Material provided:
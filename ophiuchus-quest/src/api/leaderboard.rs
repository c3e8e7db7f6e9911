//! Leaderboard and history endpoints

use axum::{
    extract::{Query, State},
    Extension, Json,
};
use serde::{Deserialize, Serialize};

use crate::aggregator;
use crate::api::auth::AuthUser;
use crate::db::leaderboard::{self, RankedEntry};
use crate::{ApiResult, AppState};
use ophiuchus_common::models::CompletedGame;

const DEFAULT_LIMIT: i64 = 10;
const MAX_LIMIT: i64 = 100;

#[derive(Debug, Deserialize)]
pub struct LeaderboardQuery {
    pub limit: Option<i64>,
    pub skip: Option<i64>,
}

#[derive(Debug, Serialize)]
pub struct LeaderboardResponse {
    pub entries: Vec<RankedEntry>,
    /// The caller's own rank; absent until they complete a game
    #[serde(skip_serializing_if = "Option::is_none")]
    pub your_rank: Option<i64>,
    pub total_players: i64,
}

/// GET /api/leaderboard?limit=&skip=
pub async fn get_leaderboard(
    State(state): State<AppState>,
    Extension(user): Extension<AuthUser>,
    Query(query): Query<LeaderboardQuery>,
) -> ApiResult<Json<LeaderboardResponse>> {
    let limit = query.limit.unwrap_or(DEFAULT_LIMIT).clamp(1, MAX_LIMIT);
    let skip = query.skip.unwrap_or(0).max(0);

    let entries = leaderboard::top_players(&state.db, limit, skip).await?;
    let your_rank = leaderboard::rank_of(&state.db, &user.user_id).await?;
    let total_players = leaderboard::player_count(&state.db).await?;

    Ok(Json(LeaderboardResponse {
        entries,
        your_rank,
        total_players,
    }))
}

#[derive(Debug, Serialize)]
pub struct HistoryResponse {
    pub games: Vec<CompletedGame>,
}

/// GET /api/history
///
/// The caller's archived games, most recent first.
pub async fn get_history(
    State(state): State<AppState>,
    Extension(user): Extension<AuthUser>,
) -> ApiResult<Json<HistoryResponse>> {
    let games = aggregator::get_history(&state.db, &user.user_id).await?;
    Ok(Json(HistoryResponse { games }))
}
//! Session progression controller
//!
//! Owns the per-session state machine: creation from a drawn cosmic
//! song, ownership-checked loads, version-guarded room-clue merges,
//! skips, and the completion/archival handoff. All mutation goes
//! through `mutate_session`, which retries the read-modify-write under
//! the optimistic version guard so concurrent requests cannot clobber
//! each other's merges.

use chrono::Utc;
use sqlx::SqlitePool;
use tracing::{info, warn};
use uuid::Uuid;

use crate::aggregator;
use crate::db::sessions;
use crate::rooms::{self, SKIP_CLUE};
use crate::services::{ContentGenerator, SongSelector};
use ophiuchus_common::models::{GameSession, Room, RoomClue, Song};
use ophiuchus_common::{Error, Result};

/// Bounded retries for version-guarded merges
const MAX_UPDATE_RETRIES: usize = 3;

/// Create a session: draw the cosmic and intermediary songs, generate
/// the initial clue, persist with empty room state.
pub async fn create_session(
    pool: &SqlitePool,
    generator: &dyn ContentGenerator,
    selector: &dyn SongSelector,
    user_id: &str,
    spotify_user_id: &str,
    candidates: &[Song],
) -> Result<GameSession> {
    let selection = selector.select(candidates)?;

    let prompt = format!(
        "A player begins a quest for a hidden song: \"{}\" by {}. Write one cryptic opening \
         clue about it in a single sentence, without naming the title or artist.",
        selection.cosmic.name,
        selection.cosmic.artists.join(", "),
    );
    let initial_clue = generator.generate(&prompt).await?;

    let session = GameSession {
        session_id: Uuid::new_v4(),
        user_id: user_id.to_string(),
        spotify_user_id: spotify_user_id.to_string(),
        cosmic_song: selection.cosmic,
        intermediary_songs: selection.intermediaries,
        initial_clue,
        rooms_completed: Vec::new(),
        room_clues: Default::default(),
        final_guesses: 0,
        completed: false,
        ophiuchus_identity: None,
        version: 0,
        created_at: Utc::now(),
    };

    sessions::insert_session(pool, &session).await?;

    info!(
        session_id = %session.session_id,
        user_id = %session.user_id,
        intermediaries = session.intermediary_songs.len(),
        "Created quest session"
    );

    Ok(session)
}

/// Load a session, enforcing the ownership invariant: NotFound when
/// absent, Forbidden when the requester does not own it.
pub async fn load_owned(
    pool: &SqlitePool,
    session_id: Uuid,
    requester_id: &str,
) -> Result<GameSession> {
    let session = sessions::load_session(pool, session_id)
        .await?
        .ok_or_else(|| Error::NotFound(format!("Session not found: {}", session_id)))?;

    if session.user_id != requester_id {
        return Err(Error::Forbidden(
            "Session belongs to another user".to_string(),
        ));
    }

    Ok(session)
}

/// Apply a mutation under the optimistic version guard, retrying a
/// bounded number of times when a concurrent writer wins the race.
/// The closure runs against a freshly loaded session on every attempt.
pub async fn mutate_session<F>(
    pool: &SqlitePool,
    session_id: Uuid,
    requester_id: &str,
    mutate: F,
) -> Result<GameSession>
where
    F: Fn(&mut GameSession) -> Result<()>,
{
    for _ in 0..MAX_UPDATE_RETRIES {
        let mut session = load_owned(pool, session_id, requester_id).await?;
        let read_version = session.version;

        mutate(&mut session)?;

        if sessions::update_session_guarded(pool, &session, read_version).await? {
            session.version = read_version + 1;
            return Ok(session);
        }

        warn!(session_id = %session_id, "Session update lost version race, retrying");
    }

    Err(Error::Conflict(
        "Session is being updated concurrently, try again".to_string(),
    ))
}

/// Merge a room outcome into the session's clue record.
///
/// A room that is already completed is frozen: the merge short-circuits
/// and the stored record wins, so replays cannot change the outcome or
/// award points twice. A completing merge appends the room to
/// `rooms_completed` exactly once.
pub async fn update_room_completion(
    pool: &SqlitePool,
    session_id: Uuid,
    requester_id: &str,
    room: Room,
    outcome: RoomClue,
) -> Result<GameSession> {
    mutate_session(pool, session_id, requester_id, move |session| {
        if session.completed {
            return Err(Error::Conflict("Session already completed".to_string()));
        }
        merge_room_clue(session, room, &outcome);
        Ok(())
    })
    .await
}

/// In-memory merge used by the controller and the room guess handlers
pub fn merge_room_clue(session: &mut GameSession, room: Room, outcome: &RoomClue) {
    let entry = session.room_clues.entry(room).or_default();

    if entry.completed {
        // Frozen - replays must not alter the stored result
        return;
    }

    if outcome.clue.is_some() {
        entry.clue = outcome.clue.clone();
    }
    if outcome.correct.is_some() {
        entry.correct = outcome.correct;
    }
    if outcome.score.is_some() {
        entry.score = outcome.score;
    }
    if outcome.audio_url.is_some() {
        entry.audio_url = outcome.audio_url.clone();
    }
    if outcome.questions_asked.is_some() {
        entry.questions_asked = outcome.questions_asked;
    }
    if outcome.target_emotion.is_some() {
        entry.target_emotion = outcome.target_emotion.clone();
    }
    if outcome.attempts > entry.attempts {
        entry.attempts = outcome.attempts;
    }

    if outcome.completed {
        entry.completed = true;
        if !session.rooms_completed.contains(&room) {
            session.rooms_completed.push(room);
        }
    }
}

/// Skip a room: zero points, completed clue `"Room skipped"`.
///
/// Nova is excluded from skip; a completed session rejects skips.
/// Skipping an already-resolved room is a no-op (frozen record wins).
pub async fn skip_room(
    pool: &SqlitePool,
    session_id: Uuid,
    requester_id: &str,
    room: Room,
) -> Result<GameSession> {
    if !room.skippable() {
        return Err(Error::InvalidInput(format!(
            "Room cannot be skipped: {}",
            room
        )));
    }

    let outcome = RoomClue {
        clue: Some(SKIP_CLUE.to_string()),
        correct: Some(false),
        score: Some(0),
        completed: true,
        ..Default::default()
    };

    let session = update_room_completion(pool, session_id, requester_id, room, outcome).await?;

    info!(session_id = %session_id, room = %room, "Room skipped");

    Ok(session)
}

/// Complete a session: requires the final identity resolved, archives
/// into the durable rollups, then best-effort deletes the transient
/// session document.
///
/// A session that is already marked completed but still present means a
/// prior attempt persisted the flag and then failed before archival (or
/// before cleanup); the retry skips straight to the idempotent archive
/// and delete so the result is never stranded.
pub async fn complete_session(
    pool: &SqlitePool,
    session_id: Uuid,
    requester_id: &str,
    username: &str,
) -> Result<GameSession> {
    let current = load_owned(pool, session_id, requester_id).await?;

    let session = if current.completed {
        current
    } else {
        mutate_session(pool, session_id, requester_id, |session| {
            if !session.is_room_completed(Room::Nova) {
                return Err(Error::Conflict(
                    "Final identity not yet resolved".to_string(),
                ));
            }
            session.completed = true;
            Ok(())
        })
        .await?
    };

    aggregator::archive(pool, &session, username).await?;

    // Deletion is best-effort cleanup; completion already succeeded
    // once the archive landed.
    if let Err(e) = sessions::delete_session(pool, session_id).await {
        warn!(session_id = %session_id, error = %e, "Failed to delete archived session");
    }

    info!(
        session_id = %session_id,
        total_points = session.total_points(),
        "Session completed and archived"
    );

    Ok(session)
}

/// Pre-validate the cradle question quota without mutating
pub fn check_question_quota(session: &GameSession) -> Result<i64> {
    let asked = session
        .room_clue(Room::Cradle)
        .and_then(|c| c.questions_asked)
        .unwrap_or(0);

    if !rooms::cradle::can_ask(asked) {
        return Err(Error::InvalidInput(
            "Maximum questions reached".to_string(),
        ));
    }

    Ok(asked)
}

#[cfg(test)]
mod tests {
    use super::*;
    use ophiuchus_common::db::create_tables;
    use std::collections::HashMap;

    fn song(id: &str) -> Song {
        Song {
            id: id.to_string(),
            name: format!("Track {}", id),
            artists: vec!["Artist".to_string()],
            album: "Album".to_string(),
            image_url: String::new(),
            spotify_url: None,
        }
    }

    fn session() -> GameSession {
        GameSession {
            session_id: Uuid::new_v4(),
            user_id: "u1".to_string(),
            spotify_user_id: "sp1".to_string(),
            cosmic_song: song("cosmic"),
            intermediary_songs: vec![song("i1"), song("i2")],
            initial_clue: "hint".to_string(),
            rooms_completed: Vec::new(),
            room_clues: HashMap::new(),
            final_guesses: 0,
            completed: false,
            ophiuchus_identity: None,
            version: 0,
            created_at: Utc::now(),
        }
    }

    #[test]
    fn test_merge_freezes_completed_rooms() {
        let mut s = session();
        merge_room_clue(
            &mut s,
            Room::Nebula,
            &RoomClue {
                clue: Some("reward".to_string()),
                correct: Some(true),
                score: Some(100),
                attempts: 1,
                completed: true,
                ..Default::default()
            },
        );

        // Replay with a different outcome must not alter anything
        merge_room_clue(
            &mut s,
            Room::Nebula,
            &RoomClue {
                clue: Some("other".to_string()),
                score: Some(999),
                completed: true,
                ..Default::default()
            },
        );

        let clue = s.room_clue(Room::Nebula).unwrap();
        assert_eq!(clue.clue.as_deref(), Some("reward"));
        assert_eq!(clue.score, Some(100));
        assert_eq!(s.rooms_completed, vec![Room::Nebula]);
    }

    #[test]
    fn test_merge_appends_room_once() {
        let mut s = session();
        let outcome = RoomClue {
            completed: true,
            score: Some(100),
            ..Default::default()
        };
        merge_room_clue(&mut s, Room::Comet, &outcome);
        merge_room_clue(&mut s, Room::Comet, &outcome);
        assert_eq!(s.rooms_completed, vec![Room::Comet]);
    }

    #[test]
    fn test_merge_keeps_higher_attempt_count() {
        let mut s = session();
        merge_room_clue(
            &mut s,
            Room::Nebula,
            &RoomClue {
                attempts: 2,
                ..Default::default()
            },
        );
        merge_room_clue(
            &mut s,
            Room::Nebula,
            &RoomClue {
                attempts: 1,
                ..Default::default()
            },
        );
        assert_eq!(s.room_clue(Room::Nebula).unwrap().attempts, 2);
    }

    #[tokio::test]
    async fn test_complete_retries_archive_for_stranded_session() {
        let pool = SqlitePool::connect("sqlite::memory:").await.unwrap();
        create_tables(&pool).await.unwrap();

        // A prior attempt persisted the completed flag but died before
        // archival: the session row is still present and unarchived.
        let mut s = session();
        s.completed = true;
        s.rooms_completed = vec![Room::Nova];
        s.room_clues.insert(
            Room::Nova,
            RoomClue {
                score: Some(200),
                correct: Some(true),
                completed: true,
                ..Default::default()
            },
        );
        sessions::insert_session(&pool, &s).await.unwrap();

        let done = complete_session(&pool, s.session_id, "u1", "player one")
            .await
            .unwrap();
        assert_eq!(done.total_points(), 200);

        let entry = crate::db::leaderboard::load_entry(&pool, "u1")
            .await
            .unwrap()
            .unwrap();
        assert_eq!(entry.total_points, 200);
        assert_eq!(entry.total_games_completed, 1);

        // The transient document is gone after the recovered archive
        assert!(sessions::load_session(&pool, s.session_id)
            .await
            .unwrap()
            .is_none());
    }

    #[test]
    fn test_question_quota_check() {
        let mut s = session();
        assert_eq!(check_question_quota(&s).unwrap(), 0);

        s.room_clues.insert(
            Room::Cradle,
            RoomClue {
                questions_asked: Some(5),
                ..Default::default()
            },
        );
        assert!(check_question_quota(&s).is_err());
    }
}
* * *
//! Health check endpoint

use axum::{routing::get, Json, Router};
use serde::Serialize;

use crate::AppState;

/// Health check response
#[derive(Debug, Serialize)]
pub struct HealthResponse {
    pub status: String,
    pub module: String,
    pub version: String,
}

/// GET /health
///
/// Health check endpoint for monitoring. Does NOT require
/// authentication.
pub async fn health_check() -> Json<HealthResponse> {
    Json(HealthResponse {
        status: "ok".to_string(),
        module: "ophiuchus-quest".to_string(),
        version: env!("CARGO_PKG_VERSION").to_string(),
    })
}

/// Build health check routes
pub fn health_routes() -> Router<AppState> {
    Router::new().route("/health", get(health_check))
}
==
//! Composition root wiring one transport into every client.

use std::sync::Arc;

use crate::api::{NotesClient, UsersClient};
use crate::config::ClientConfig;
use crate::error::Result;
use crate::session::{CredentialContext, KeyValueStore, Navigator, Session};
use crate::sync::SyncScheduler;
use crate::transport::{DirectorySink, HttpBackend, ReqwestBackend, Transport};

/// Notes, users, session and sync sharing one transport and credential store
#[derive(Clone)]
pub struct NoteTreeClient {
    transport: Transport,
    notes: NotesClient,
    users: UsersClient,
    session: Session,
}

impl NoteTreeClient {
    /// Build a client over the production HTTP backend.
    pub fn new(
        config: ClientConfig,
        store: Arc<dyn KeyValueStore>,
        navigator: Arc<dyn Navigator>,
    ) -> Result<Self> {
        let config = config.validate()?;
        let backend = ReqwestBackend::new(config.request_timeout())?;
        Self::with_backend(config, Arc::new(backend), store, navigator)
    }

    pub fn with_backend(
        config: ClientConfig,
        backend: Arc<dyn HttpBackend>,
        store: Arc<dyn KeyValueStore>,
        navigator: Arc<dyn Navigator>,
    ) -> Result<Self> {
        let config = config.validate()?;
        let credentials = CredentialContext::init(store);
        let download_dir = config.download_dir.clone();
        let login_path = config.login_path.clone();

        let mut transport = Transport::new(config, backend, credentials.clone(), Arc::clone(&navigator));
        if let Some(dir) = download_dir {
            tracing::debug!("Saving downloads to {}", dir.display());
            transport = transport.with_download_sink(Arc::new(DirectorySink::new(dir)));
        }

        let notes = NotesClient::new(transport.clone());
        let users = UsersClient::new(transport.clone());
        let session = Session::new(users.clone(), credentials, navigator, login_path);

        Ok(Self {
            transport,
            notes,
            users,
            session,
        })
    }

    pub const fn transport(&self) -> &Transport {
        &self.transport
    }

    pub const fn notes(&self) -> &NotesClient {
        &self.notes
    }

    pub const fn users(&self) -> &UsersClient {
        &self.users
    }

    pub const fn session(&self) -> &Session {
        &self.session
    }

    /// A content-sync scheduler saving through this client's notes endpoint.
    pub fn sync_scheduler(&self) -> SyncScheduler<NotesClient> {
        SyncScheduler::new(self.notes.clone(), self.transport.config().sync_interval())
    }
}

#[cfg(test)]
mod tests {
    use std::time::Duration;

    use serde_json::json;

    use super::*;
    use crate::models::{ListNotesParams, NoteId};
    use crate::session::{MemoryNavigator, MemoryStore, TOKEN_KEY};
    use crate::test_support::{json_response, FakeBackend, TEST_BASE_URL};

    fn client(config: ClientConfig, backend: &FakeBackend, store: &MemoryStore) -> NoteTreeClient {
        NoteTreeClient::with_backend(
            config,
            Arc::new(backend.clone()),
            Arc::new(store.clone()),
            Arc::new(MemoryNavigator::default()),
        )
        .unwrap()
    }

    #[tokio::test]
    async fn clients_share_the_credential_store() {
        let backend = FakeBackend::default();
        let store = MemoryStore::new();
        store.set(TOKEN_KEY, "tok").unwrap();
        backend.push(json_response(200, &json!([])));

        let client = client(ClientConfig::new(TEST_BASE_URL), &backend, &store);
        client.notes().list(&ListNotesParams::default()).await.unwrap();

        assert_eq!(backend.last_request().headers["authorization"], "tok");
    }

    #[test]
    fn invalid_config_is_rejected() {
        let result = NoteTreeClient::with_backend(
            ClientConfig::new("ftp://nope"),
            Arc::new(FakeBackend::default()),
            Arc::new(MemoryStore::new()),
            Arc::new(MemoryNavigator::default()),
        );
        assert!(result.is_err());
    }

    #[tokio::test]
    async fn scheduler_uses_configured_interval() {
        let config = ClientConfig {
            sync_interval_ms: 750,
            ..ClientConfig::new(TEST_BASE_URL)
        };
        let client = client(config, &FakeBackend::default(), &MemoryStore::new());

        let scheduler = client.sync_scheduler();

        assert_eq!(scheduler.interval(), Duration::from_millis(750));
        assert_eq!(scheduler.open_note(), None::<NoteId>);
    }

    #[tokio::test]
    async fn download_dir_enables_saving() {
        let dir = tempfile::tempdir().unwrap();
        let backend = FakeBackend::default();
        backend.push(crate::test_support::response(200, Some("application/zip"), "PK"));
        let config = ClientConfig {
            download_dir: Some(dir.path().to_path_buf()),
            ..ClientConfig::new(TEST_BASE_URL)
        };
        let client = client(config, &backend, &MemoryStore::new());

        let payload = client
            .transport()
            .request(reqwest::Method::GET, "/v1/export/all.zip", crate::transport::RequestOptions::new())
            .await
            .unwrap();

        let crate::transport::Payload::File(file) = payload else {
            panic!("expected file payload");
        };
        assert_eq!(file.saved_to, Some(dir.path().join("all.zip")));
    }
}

Task instructions: For each line in the data that contains the string "NotesClient", give a copy of that line.

Final answer:
use crate::api::{NotesClient, UsersClient};
    notes: NotesClient,
        let notes = NotesClient::new(transport.clone());
    pub const fn notes(&self) -> &NotesClient {
    pub fn sync_scheduler(&self) -> SyncScheduler<NotesClient> {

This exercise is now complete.